Insights from the Department for Digital, Culture, Media & Sport - Pauli Platek, Senior Policy Advisor, Social Impact Investing
There are a few different reasons why policy makers use subsidies. It could be when markets aren’t operating well, or well enough, by themselves (market failure). Or, it could be to support a government objective (levelling up), or during times of crisis (Covid-19). In the context of social impact investment, they are generally used for one of two reasons. The first is to make the financial equation stack up for investments which have very high risk and/or low returns, but a high social benefit. The second is to stimulate the growth of a market which aligns with government objectives and creates social, economic, or environmental value.
A recently published report, commissioned by the Department for Digital, Culture, Media & Sport (DCMS) and delivered by the Impact Investing Institute and Big Society Capital, entitled ‘Bridging Capital into Communities’ takes a closer look at the effectiveness of different types of subsidies in achieving these goals. These subsidies would all fall under Big Society Capital’s definition of ‘blended finance’.
…and why subsidy for social impact investment?
The case for supporting the social impact investment sector has always been clear to the UK Government. This type of investment supports the growth, resilience and sustainability of civil society organisations, spurs social innovation, delivers a huge amount of social impact (particularly in disadvantaged areas) and encourages finite grant making to go to where it’s needed most.
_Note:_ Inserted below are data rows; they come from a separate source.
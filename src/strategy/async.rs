//! Asynchronous batch processing strategy
//!
//! This module provides an asynchronous, multi-threaded implementation of the
//! ProcessingStrategy trait. It reads the script in batches and applies each
//! batch through a [`BatchProcessor`] over a [`SharedLedger`].
//!
//! # Architecture
//!
//! ```text
//! AsyncProcessingStrategy
//!     ├── BatchConfig (batch_size, worker_threads)
//!     ├── AsyncReader (batch CSV reading)
//!     └── BatchProcessor (client-group partitioning + tokio tasks)
//!         └── SharedLedger (Arc<Mutex<Ledger>>)
//! ```
//!
//! Batches are processed one after another; within a batch, operations on
//! unrelated clients run concurrently. The final ledger is identical to the
//! one the sync strategy produces for the same script.

use crate::core::batch::summarize;
use crate::core::{BatchProcessor, Ledger, ProcessingStats, SharedLedger};
use crate::io::async_reader::AsyncReader;
use crate::io::write_output;
use crate::strategy::{ProcessingStrategy, RunConfig};
use crate::types::LedgerError;
use std::io::{ErrorKind, Write};
use std::path::Path;
use tracing::{debug, info, warn};

/// Configuration for batch processing
///
/// Controls how many operations are read per batch and the number of worker
/// threads of the runtime.
#[derive(Clone, Copy, Debug, PartialEq, Eq)]
pub struct BatchConfig {
    /// Number of operations per batch
    pub batch_size: usize,
    /// Number of tokio worker threads
    pub worker_threads: usize,
}

impl Default for BatchConfig {
    fn default() -> Self {
        Self {
            batch_size: 1000,
            worker_threads: num_cpus::get(),
        }
    }
}

impl BatchConfig {
    /// Create a new BatchConfig with custom values
    ///
    /// Zero values fall back to the defaults with a warning.
    pub fn new(batch_size: usize, worker_threads: usize) -> Self {
        let default = Self::default();

        let batch_size = if batch_size == 0 {
            warn!(
                batch_size,
                default = default.batch_size,
                "invalid batch size, using default"
            );
            default.batch_size
        } else {
            batch_size
        };

        let worker_threads = if worker_threads == 0 {
            warn!(
                worker_threads,
                default = default.worker_threads,
                "invalid worker thread count, using default"
            );
            default.worker_threads
        } else {
            worker_threads
        };

        Self {
            batch_size,
            worker_threads,
        }
    }
}

/// Asynchronous batch processing strategy
#[derive(Debug, Clone, Copy)]
pub struct AsyncProcessingStrategy {
    run: RunConfig,
    batch: BatchConfig,
}

impl AsyncProcessingStrategy {
    /// Create a new AsyncProcessingStrategy
    ///
    /// # Arguments
    ///
    /// * `run` - Ledger policies and output format
    /// * `batch` - Batch size and worker threads
    pub fn new(run: RunConfig, batch: BatchConfig) -> Self {
        Self { run, batch }
    }
}

impl ProcessingStrategy for AsyncProcessingStrategy {
    fn process(&self, input_path: &Path, output: &mut dyn Write) -> Result<(), LedgerError> {
        let runtime = tokio::runtime::Builder::new_multi_thread()
            .worker_threads(self.batch.worker_threads)
            .build()?;

        let ledger = runtime.block_on(async {
            let file = tokio::fs::File::open(input_path)
                .await
                .map_err(|e| match e.kind() {
                    ErrorKind::NotFound => LedgerError::FileNotFound {
                        path: input_path.display().to_string(),
                    },
                    _ => LedgerError::from(e),
                })?;

            let compat_file = tokio_util::compat::TokioAsyncReadCompatExt::compat(file);
            let mut reader = AsyncReader::new(compat_file);

            let shared = SharedLedger::new(Ledger::seeded(self.run.ledger));
            let processor = BatchProcessor::new(shared.clone());
            let mut stats = ProcessingStats::default();

            loop {
                let batch = reader.read_batch(self.batch.batch_size).await;
                if batch.is_empty() {
                    break;
                }

                debug!(size = batch.len(), "processing batch");
                let results = processor.process_batch(batch).await;
                stats.merge(summarize(&results));
            }

            info!(
                applied = stats.applied,
                refused = stats.refused,
                malformed = reader.malformed(),
                "script processed"
            );

            Ok::<_, LedgerError>(shared.snapshot().await)
        })?;

        write_output(&ledger, self.run.output, output)
    }
}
Since the early beginnings in the 2000s, the UK Government has used pretty much every tool in the policy maker’s toolbox to catalyse this sector. Starting with capitalising big investment funds (Bridges Ventures Social Entrepreneurs’ Fund) and granting investment capital (Futurebuilders England), moving on to setting up new means of sustainable funding for the sector’s development (Dormant Assets) and creating new tax reliefs (Community Investment Tax Relief and Social Investment Tax Relief). More recently the UK Government has provided or unlocked grant for blended finance and technical assistance (Access Foundation), as well as making guarantee schemes more accessible to impactful businesses (Recovery Loan Scheme).
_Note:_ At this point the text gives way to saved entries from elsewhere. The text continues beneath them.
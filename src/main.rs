//! Bank Ledger CLI
//!
//! Seeds the demo ledger, applies an operation script to it and prints the
//! final state.
//!
//! # Usage
//!
//! ```bash
//! cargo run -- script.csv > accounts.csv
//! cargo run -- --strategy sync --output text script.csv
//! cargo run -- --duplicate-names reject --negative-amounts reject-negative script.csv
//! cargo run -- --strategy async --batch-size 2000 --worker-threads 8 script.csv
//! RUST_LOG=warn cargo run -- --log-format json script.csv
//! ```
//!
//! Ledger notifications go to stderr; stdout only carries the output.
//!
//! # Exit Codes
//!
//! - 0: Success
//! - 1: Error (file not found, file not readable, output not writable)

use bank_ledger::{cli, strategy, telemetry};
use std::process;
use tracing::error;

fn main() {
    let args = cli::parse_args();
    telemetry::init(args.log_format);

    let strategy = {
        let batch = if matches!(args.strategy, cli::StrategyType::Async) {
            Some(args.to_batch_config())
        } else {
            None
        };
        strategy::create_strategy(args.strategy, args.to_run_config(), batch)
    };

    let mut output = std::io::stdout();
    if let Err(e) = strategy.process(&args.input_file, &mut output) {
        error!(error = %e, "processing failed");
        eprintln!("Error: {}", e);
        process::exit(1);
    }
}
Not all subsidies were created equal
The length of this list highlights that there are many ways to stimulate a market, and experience tells us they don’t all work equally well. Impact measurement and evaluation is crucial to drawing out lessons, but it hasn’t been easy to compare the effectiveness of certain policy levers against others, partly due to their sheer versatility. Each programme or scheme was implemented at a different time, with different aims, on a different scale, using a range of different support systems, partners, durations and tools.
The Bridging Capital into Communities report is the first attempt at a comparative study on this. It describes and evaluates the three most common types of subsidy - grants (for use in blended finance), guarantees and tax reliefs - in achieving a series of policy objectives.
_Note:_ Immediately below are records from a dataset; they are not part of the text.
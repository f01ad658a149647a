//! Exponential Moving Average indicator.
//!
//! k = 2/(n+1), seed with the SMA of the first n values, then
//! EMA[i] = (V[i] - EMA[i-1]) * k + EMA[i-1].
//! Warmup: first (n-1) values are undefined.

use super::Series;

pub fn ema(values: &[f64], period: usize) -> Series {
    if period == 0 {
        return vec![None; values.len()];
    }

    let mut out = Vec::with_capacity(values.len());
    let k = 2.0 / (period as f64 + 1.0);
    let mut current = 0.0;
    let mut sum = 0.0;

    for (i, &value) in values.iter().enumerate() {
        if i < period - 1 {
            sum += value;
            out.push(None);
        } else if i == period - 1 {
            sum += value;
            current = sum / period as f64;
            out.push(Some(current));
        } else {
            current = (value - current) * k + current;
            out.push(Some(current));
        }
    }

    out
}

#[cfg(test)]
mod tests {
    use super::*;
    use crate::domain::indicator::{sma, warmup_len};
    use approx::assert_relative_eq;
    use proptest::prelude::*;

    #[test]
    fn ema_warmup() {
        let series = ema(&[10.0, 20.0, 30.0, 40.0, 50.0], 3);
        assert_eq!(series.len(), 5);
        assert_eq!(warmup_len(&series), 2);
    }

    #[test]
    fn ema_seed_is_sma() {
        let series = ema(&[10.0, 20.0, 30.0], 3);
        assert_relative_eq!(series[2].unwrap(), 20.0);
    }

    #[test]
    fn ema_recursive_calculation() {
        let series = ema(&[10.0, 20.0, 30.0, 40.0, 50.0], 3);

        let k = 2.0 / 4.0;
        let seed = 20.0;
        let ema_3 = (40.0 - seed) * k + seed;
        let ema_4 = (50.0 - ema_3) * k + ema_3;

        assert_relative_eq!(series[3].unwrap(), ema_3);
        assert_relative_eq!(series[4].unwrap(), ema_4);
    }

    #[test]
    fn ema_period_1_tracks_input() {
        let series = ema(&[10.0, 20.0, 30.0], 1);
        assert_eq!(series, vec![Some(10.0), Some(20.0), Some(30.0)]);
    }

    #[test]
    fn ema_reacts_faster_than_sma_to_step() {
        let values = [10.0, 10.0, 10.0, 10.0, 10.0, 20.0, 20.0, 20.0];
        let fast = ema(&values, 3);
        let slow = sma(&values, 3);
        // first bar after the jump
        assert!(fast[5].unwrap() >= slow[5].unwrap());
    }

    #[test]
    fn ema_empty_and_period_0() {
        assert!(ema(&[], 3).is_empty());
        assert_eq!(ema(&[1.0, 2.0], 0), vec![None, None]);
    }

    proptest! {
        #[test]
        fn ema_length_and_warmup(values in prop::collection::vec(1.0f64..1e5, 1..100), period in 1usize..30) {
            let series = ema(&values, period);
            prop_assert_eq!(series.len(), values.len());
            prop_assert_eq!(warmup_len(&series), (period - 1).min(values.len()));
        }
    }
}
Importantly, the objectives don’t stop at leveraging private capital. This is a crucial part of the puzzle, but just as vital is the fit of that capital for organisations receiving it, as well as issues around accessibility, reach, equity, sustainability and investor participation. The report considers the use of each subsidy type against all of these factors.
Different subsidy serves different priorities
The overarching conclusion of the report is that different subsidy types work best for different priorities - as is often the case, there is no one-size-fits-all approach. The effectiveness of each is also largely determined by design choices, with a lot of variation within each subsidy type. The tools were found to complement one another, multiplying their benefits where they can be layered together to create more accessible, targeted, and effective products.
Grants used for blended finance were found to excel at leveraging capital, with a strong track record for providing tailored investment for small and early-stage businesses, which would otherwise not be available. In addition, unlocking additional investment capital particularly from mission-driven investors. Grants are the subsidy type which are the most versatile in itself, but also creates the most flexible and tailored products for the enterprises. Over time this type of subsidy has been shown to reduce grant dependency, as well as having strong potential to reach marginalised communities. The main downside is that they are wholly dependent on sustained injections of grant funding which, right now, doesn't have a long-term source.
Guarantees were found to be the most efficient at de-risking investments and mobilising private capital at scale towards charities, social enterprises, and impactful SMEs. They work especially well in counteracting economic volatility, as was seen throughout the Covid-19 pandemic. During this time, guarantee schemes became more accessible to social investors than ever before, e.g. through the Resilience and Recovery Loan Fund. Guarantees don’t have as strong an evidence base for reaching underserved people and communities, serving marginalised groups, although some examples of innovative good practice are emerging.
Tax Reliefs are perhaps the subsidy type which is the most dependent on the design, purpose, and execution of individual schemes. It is also the subsidy type which has the most obvious opportunity to engage with the individual investor as a source of capital. While the potential is there for tax reliefs to support this sector, past track record has been varied, with Community Investment Tax Relief seeing this potential realised but Social Investment Tax Relief lagging behind.